Senator for Katsina North
- In office January 2012 – June 2015
- Preceded by: Mahmud Kanti Bello
- Succeeded by: Mustapha Bukar

Personal details
- Born: 2 March 1964 (age 62) Dutsi, Nigeria
- Party: All Progressives Congress (APC)
- Profession: Politician

= Hadi Sirika =

Nigerian politician (born 1964)

Hadi Abubakar Sirika (born 2 March 1964) is a Nigerian politician and aviation official. He serves as the Pro-Chancellor and Chairman of the Governing Council of Umaru Musa Yar'adua University (UMYU), Katsina.
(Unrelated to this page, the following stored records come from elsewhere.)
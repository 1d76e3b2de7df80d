//! Raster target for encoded QR codes

use crate::error::Result;
use image::{DynamicImage, GrayImage, ImageFormat};
use std::io::Cursor;

/// An in-memory grayscale canvas.
///
/// A fresh surface is empty (0x0); encoders resize it to the rendered width.
#[derive(Debug, Clone, PartialEq, Eq)]
pub struct RasterSurface {
    image: GrayImage,
}

impl RasterSurface {
    /// Empty surface
    pub fn new() -> Self {
        Self {
            image: GrayImage::new(0, 0),
        }
    }

    /// Width in pixels
    pub fn width(&self) -> u32 {
        self.image.width()
    }

    /// Height in pixels
    pub fn height(&self) -> u32 {
        self.image.height()
    }

    /// True when nothing has been painted
    pub fn is_empty(&self) -> bool {
        self.image.width() == 0 || self.image.height() == 0
    }

    /// Current pixels
    pub fn image(&self) -> &GrayImage {
        &self.image
    }

    /// Replace the pixels wholesale
    pub fn replace(&mut self, image: GrayImage) {
        self.image = image;
    }

    /// Drop everything painted so far
    pub fn clear(&mut self) {
        self.image = GrayImage::new(0, 0);
    }

    /// Serialise the surface as PNG bytes
    pub fn to_png(&self) -> Result<Vec<u8>> {
        let mut png = Vec::new();
        DynamicImage::ImageLuma8(self.image.clone())
            .write_to(&mut Cursor::new(&mut png), ImageFormat::Png)?;
        Ok(png)
    }
}

impl Default for RasterSurface {
    fn default() -> Self {
        Self::new()
    }
}

#[cfg(test)]
mod tests {
    use super::*;
    use image::Luma;

    #[test]
    fn test_new_surface_is_empty() {
        assert!(RasterSurface::new().is_empty());
    }

    #[test]
    fn test_clear_after_replace() {
        let mut surface = RasterSurface::new();
        surface.replace(GrayImage::from_pixel(8, 8, Luma([255])));
        assert_eq!(surface.width(), 8);
        surface.clear();
        assert!(surface.is_empty());
    }

    #[test]
    fn test_png_signature() {
        let mut surface = RasterSurface::new();
        surface.replace(GrayImage::from_pixel(4, 4, Luma([0])));
        let png = surface.to_png().unwrap();
        assert_eq!(&png[..8], b"\x89PNG\r\n\x1a\n");
    }
}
He previously served as the Minister of Aviation and Aerospace Development from 2015 to 2023.

Sirika was a member of the Federal House of Representatives from 2003 to 2007 and represented Katsina North in the Senate of Nigeria from 2011 to 2015 under the Congress for Progressive Change (CPC). During his tenure in the Senate, he served as the vice-chairman of the Millennium Development Goals (MDGs) Committee.

In August 2025, he was appointed Marusan Katsina, the district head of Shargalle in Dutsi Local Government Area, Katsina State.

== Early life and education ==
Sirika was born on 2 March 1964 in Shargalle, Dutsi Local Government Area of Katsina State.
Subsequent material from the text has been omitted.